Microsoft is a company that actively tries to prevent any comparisons of its
products with other products, sometimes through threats of filing legal
proceedings.

True or false?

Only government agencies are capabale of discovering flaws in Microsoft
Windows.

True or false?

A closed source kernel is more secure than an open source kernel.

(For the avoidance of doubt, here "open source" means open to public
inspection free of charges, terms or conditions, such as various UNIX-like
kernels. It also means the right to make changes, re-compile and re-distribute
without charges.)

True or false?

This determination can be made without comparing the source code for both
kernels.

Hypothetical and questions:

Product A has 5000-6000 new vulnerabilities per year, about 15 per day.

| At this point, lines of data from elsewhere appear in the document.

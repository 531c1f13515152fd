//! Frame-driven engine facade
//!
//! The host owns one `Engine`, feeds it input and animation-frame
//! timestamps, and listens for phase/stats callbacks. Everything the
//! simulation emits during a frame is routed from here: sound and voice cues
//! to the audio dispatcher, phase changes to the host.

use glam::Vec2;

use crate::audio::{AudioDispatcher, AudioPort};
use crate::config::{GameConfig, Settings};
use crate::consts::GLITCH_DURATION;
use crate::host::FrameClock;
use crate::sim::{GameEvent, GamePhase, GameState, GameStats, Player, TickInput, tick};

/// Host callback fired once per phase transition
pub type PhaseCallback = Box<dyn FnMut(GamePhase)>;
/// Host callback fired every frame that ran combat
pub type StatsCallback = Box<dyn FnMut(&GameStats)>;

/// Logical keys the game reacts to
#[derive(Debug, Clone, Copy, PartialEq, Eq)]
pub enum Key {
    Left,
    Right,
    Up,
    Down,
    Bomb,
}

impl Key {
    /// Map a DOM `KeyboardEvent.key` value (arrows, WASD, space)
    pub fn from_browser(key: &str) -> Option<Self> {
        match key {
            "ArrowLeft" | "a" | "A" => Some(Key::Left),
            "ArrowRight" | "d" | "D" => Some(Key::Right),
            "ArrowUp" | "w" | "W" => Some(Key::Up),
            "ArrowDown" | "s" | "S" => Some(Key::Down),
            " " | "Spacebar" => Some(Key::Bomb),
            _ => None,
        }
    }
}

pub struct Engine {
    state: GameState,
    audio: AudioDispatcher,
    input: TickInput,
    clock: FrameClock,
    settings: Settings,
    on_phase: Option<PhaseCallback>,
    on_stats: Option<StatsCallback>,
}

impl Engine {
    /// Build a match in the glitch intro; `config` is sanitized first
    pub fn new(config: GameConfig, port: Box<dyn AudioPort>, seed: u64) -> Self {
        if let Err(e) = config.validate() {
            log::warn!("Config rejected ({}), clamping to safe values", e);
        }
        let mut engine = Self {
            state: GameState::new(config, seed),
            audio: AudioDispatcher::new(port, seed.wrapping_add(1)),
            input: TickInput::default(),
            clock: FrameClock::new(),
            settings: Settings::default(),
            on_phase: None,
            on_stats: None,
        };
        engine.apply_settings(Settings::default());
        log::info!("Engine ready (seed {})", seed);
        engine
    }

    pub fn on_phase_change(&mut self, callback: impl FnMut(GamePhase) + 'static) {
        self.on_phase = Some(Box::new(callback));
    }

    pub fn on_stats(&mut self, callback: impl FnMut(&GameStats) + 'static) {
        self.on_stats = Some(Box::new(callback));
    }

    /// Push quality, shake and mute preferences into the running match
    pub fn apply_settings(&mut self, settings: Settings) {
        self.state.particles.set_capacity(settings.max_particles());
        self.state.effects.intensity = settings.effect_intensity();
        if settings.muted != self.audio.is_muted() {
            self.audio.set_muted(settings.muted);
        }
        self.settings = settings;
    }

    pub fn settings(&self) -> &Settings {
        &self.settings
    }

    /// Throw the match away and start over from the glitch intro
    ///
    /// Same seed, same match: calling this twice in a row is the same as
    /// calling it once.
    pub fn reset(&mut self) {
        let seed = self.state.seed;
        self.restart(seed);
    }

    /// Start over with a different seed
    pub fn restart(&mut self, seed: u64) {
        let config = self.state.config.clone();
        self.state = GameState::new(config, seed);
        self.input = TickInput::default();
        self.clock.reset();
        self.apply_settings(self.settings.clone());
        log::info!("Match reset (seed {})", seed);
        if let Some(on_phase) = self.on_phase.as_mut() {
            on_phase(self.state.phase);
        }
    }

    pub fn skip_glitch(&mut self) {
        self.state.skip_glitch();
    }

    pub fn pause(&mut self) -> bool {
        let paused = self.state.pause();
        self.flush_events();
        paused
    }

    pub fn resume(&mut self) -> bool {
        let resumed = self.state.resume();
        // No catch-up frame for the time spent paused
        self.clock.reset();
        self.flush_events();
        resumed
    }

    pub fn toggle_pause(&mut self) -> bool {
        if self.state.phase == GamePhase::Paused {
            self.resume()
        } else {
            self.pause()
        }
    }

    pub fn set_autopilot(&mut self, on: bool) {
        self.input.autopilot = on;
    }

    pub fn autopilot(&self) -> bool {
        self.input.autopilot
    }

    pub fn key_down(&mut self, key: Key) {
        // First gesture unlocks audio
        self.audio.unlock();
        self.set_key(key, true);
    }

    pub fn key_up(&mut self, key: Key) {
        self.set_key(key, false);
    }

    fn set_key(&mut self, key: Key, down: bool) {
        match key {
            Key::Left => self.input.left = down,
            Key::Right => self.input.right = down,
            Key::Up => self.input.up = down,
            Key::Down => self.input.down = down,
            Key::Bomb => self.input.bomb = down,
        }
    }

    /// Steer toward a playfield point (mouse drag / touch)
    pub fn pointer(&mut self, x: f32, y: f32) {
        self.audio.unlock();
        if x.is_finite() && y.is_finite() {
            self.input.pointer = Some(Vec2::new(x, y));
        }
    }

    pub fn release_pointer(&mut self) {
        self.input.pointer = None;
    }

    pub fn resize(&mut self, width: f32, height: f32) {
        self.state.resize(width, height);
    }

    /// Run one animation frame stamped `now_ms`, returning the delta used
    pub fn frame(&mut self, now_ms: f64) -> f32 {
        let dt = self.clock.delta(now_ms);
        self.step(dt);
        dt
    }

    /// Advance by `dt` seconds and route everything the tick produced
    ///
    /// Stats go out before phase callbacks, so a match that ends this frame
    /// reports its final numbers before the host hears about the ending.
    pub fn step(&mut self, dt: f32) {
        let was_combat = self.state.phase.is_combat();
        tick(&mut self.state, &self.input, dt);
        self.audio.update(dt);

        if was_combat || self.state.phase.is_combat() {
            if let Some(on_stats) = self.on_stats.as_mut() {
                on_stats(&self.state.stats);
            }
        }
        self.flush_events();

        // Clear one-shot inputs after processing
        self.input.pause = false;
        self.input.skip_glitch = false;
    }

    fn flush_events(&mut self) {
        for event in self.state.drain_events() {
            if let (GameEvent::PhaseChanged(phase), Some(on_phase)) = (event, self.on_phase.as_mut()) {
                on_phase(phase);
            }
            self.audio.dispatch(&event);
        }
    }

    pub fn phase(&self) -> GamePhase {
        self.state.phase
    }

    pub fn stats(&self) -> &GameStats {
        &self.state.stats
    }

    pub fn player(&self) -> &Player {
        &self.state.player
    }

    pub fn state(&self) -> &GameState {
        &self.state
    }

    pub fn audio(&self) -> &AudioDispatcher {
        &self.audio
    }

    /// 0..=1 through the glitch intro
    pub fn glitch_progress(&self) -> f32 {
        (self.state.glitch_elapsed / GLITCH_DURATION).clamp(0.0, 1.0)
    }
}
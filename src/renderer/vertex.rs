//! Vertex type and palette for 2D rendering

use crate::sim::Tint;

/// Simple 2D vertex with position and color
#[repr(C)]
#[derive(Copy, Clone, Debug, PartialEq)]
pub struct Vertex {
    pub position: [f32; 2],
    pub color: [f32; 4],
}

impl Vertex {
    pub const fn new(x: f32, y: f32, color: [f32; 4]) -> Self {
        Self {
            position: [x, y],
            color,
        }
    }
}

/// Colors for game elements
pub mod colors {
    pub const BACKGROUND: [f32; 4] = [0.02, 0.02, 0.063, 1.0];
    pub const GRID: [f32; 4] = [0.0, 0.83, 1.0, 0.03];
    pub const STAR: [f32; 4] = [1.0, 1.0, 1.0, 1.0];
    pub const PLAYER: [f32; 4] = [0.0, 1.0, 0.533, 1.0];
    pub const SHIELD: [f32; 4] = [0.0, 0.78, 1.0, 1.0];
    pub const BOSS: [f32; 4] = [1.0, 0.4, 0.2, 1.0];
    pub const BOSS_BAR: [f32; 4] = [1.0, 0.267, 0.267, 1.0];
    pub const BOSS_BAR_EMPTY: [f32; 4] = [0.2, 0.0, 0.0, 0.6];
    pub const WORKER: [f32; 4] = [0.667, 0.267, 1.0, 1.0];
    pub const SHOOTER: [f32; 4] = [1.0, 0.267, 0.267, 1.0];
    pub const CARRIER: [f32; 4] = [1.0, 0.667, 0.0, 1.0];
    pub const SHOT: [f32; 4] = [0.0, 1.0, 0.8, 1.0];
    pub const BOMB: [f32; 4] = [1.0, 0.4, 0.0, 1.0];
    pub const HOSTILE: [f32; 4] = [1.0, 0.0, 0.4, 1.0];
    pub const DROP_HEALTH: [f32; 4] = [1.0, 0.267, 0.267, 1.0];
    pub const GOLD: [f32; 4] = [1.0, 0.843, 0.0, 1.0];
    pub const WHITE: [f32; 4] = [1.0, 1.0, 1.0, 1.0];
    pub const BLACK: [f32; 4] = [0.0, 0.0, 0.0, 1.0];
    pub const CHROMA_RED: [f32; 4] = [1.0, 0.0, 0.0, 1.0];
    pub const CHROMA_CYAN: [f32; 4] = [0.0, 1.0, 1.0, 1.0];
}

/// Palette entry for a particle/flash tint
pub fn tint(tint: Tint) -> [f32; 4] {
    match tint {
        Tint::White => colors::WHITE,
        Tint::Gold => colors::GOLD,
        Tint::Orange => colors::BOMB,
        Tint::Red => colors::SHOOTER,
        Tint::Green => colors::PLAYER,
        Tint::Cyan => colors::SHIELD,
        Tint::Purple => colors::WORKER,
        Tint::Smoke => [0.4, 0.4, 0.45, 1.0],
    }
}

/// Same color with its alpha multiplied
pub fn with_alpha(color: [f32; 4], alpha: f32) -> [f32; 4] {
    [color[0], color[1], color[2], color[3] * alpha.clamp(0.0, 1.0)]
}

/// CSS `rgba()` string for canvas fill styles
pub fn to_css(color: [f32; 4]) -> String {
    let channel = |c: f32| (c.clamp(0.0, 1.0) * 255.0).round() as u8;
    format!(
        "rgba({}, {}, {}, {:.3})",
        channel(color[0]),
        channel(color[1]),
        channel(color[2]),
        color[3].clamp(0.0, 1.0)
    )
}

Product B has 5-20 new vulnerabilities per year.

Can we explain this difference by focusing on the parties who find the
problems that require patching?

Alternatively, should we focus instead on the products?

What if Product A is more complex is than Product B?

Does this make any difference?

What if Product B can perform many of the same functions as Product A,
particularly the functions that are most often used to exploit a
vulnerability.

For example handling data to be sent or recieved from the an untrustowrthy
network such as the internet. In other words, networking with _remote_
computers ("internet") as opposed to only networking with _local_ computers
("IBM-compatible PC LAN").

Unlike BSD UNIX, Windows was originally designed for only local networking,
where very little if any security is required.

True or false?

Windows still retains some of this original design and source code.

That is a trick question because the Windows source code is not open source.
How would anyone verify what is still in that source code?

Keeping the source code from the eyes of its users does not protect them.

It may be possible to reverse engineer Microsoft products or patches to learn
how Windows works.

"Good guys" may do this as well as "bad guys".

A vulnerability could be discovered by someone who is not even old enough to
work for a government.

Repeat question:

Should we focus on who finds flaws in Windows or should we focus on the
Windows product itself?

------
WalterBright
For developers, the takeaway is to use memory safe programming languages.